**YOUR ASSIGNMENT:** Could you write out, word for word, each line from the one containing "pattern-match on it" to the last line of the data below, both included and nothing more?

**DATA SECTION:**
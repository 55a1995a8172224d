//! Expression type and core functionality

pub mod constructors;
pub mod display;
pub mod evaluation;
pub mod methods;

use crate::core::{Number, Symbol};
use serde::{Deserialize, Serialize};

/// Algebraic expression over rationals, symbols, and the recurrence symbol
///
/// `RecCall(j)` is the application `s(n - j)`; `j = 0` denotes `s(n)`
/// itself. Keeping it a first-class variant (instead of a generic function
/// node) lets the analyzer and the iteration evaluator pattern-match on it
/// directly.
///
/// Exponents that depend on `n` only ever appear as `Pow(base, n)` with a
/// rational `base` after expansion; everything else `(·)^n` is rejected by
/// the analyzer or the forcing classifier.
#[derive(Debug, Clone, PartialEq, Serialize, Deserialize)]
pub enum Expression {
    Number(Number),
    Symbol(Symbol),
    RecCall(u32),
    Add(Box<Vec<Expression>>),
    Mul(Box<Vec<Expression>>),
    Pow(Box<Expression>, Box<Expression>),
}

**RESPONSE TO THIS TASK:**
/// node) lets the analyzer and the iteration evaluator pattern-match on it
/// directly.
///
/// Exponents that depend on `n` only ever appear as `Pow(base, n)` with a
/// rational `base` after expansion; everything else `(·)^n` is rejected by
/// the analyzer or the forcing classifier.
#[derive(Debug, Clone, PartialEq, Serialize, Deserialize)]
pub enum Expression {
    Number(Number),
    Symbol(Symbol),
    RecCall(u32),
    Add(Box<Vec<Expression>>),
    Mul(Box<Vec<Expression>>),
    Pow(Box<Expression>, Box<Expression>),
}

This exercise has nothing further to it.